Beef is considered a low-calorie meat. There is too little fat in its fibers, so the kebab after frying turns out to be dryish and slightly bland. However, there are recipes with which you can return the meat to its former juiciness: either stuff the meat with small pieces of unsalted fat and artificially create “marble meat” or bread the meat pieces in breadcrumbs and an egg.

For beef skewers, tenderloin and sirloin are considered the most suitable.

Important ADVICE!
Beef should be marinated in sparkling water. Firstly, cut the soaking time in half, and secondly, such a marinade will not interrupt the true taste of meat.

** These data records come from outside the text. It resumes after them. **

use std::sync::{LockResult, RwLock, RwLockReadGuard, RwLockWriteGuard};

use tracing::warn;

pub(crate) fn rw_read<'a, T>(
    lock: &'a RwLock<T>,
    target: &'static str,
    op: &'static str,
) -> RwLockReadGuard<'a, T> {
    recover(lock.read(), target, op, "rwlock.read")
}

pub(crate) fn rw_write<'a, T>(
    lock: &'a RwLock<T>,
    target: &'static str,
    op: &'static str,
) -> RwLockWriteGuard<'a, T> {
    recover(lock.write(), target, op, "rwlock.write")
}

fn recover<G>(
    result: LockResult<G>,
    target: &'static str,
    op: &'static str,
    lock_kind: &'static str,
) -> G {
    match result {
        Ok(guard) => guard,
        Err(poisoned) => {
            warn!(
                op,
                target_module = target,
                lock_kind,
                result = "poisoned_recovered",
                hint = "entries may be stale after panic in another thread",
                "Recovered from poisoned lock"
            );
            poisoned.into_inner()
        }
    }
}
pub mod application;
pub mod cache;
pub mod config;
pub mod domain;
pub mod infra;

Mutton. Shish kebab from a young lamb is a heavenly delight. In the cookbooks of the Caucasus, lamb occupies a significant place. And although the lamb kebab is harsh, it has an unsurpassed taste and aroma, and it also goes well with vegetables.

For shish kebab, leg of lamb, ribs or shoulder blades are ideal. And one more nuance: lamb skewers tend to freeze quickly. So the main thing is not to miss the very moment of readiness and taste a chic barbecue.

Meat taste and color

Near the meat counter, keep your eyes peeled. Meat sellers know a lot of tricks on how to turn not quite fresh meat into a product that caresses your eyes and lulls your vigilance. So before you send the meat to the basket, look not only at the price tag, but first of all at the product itself.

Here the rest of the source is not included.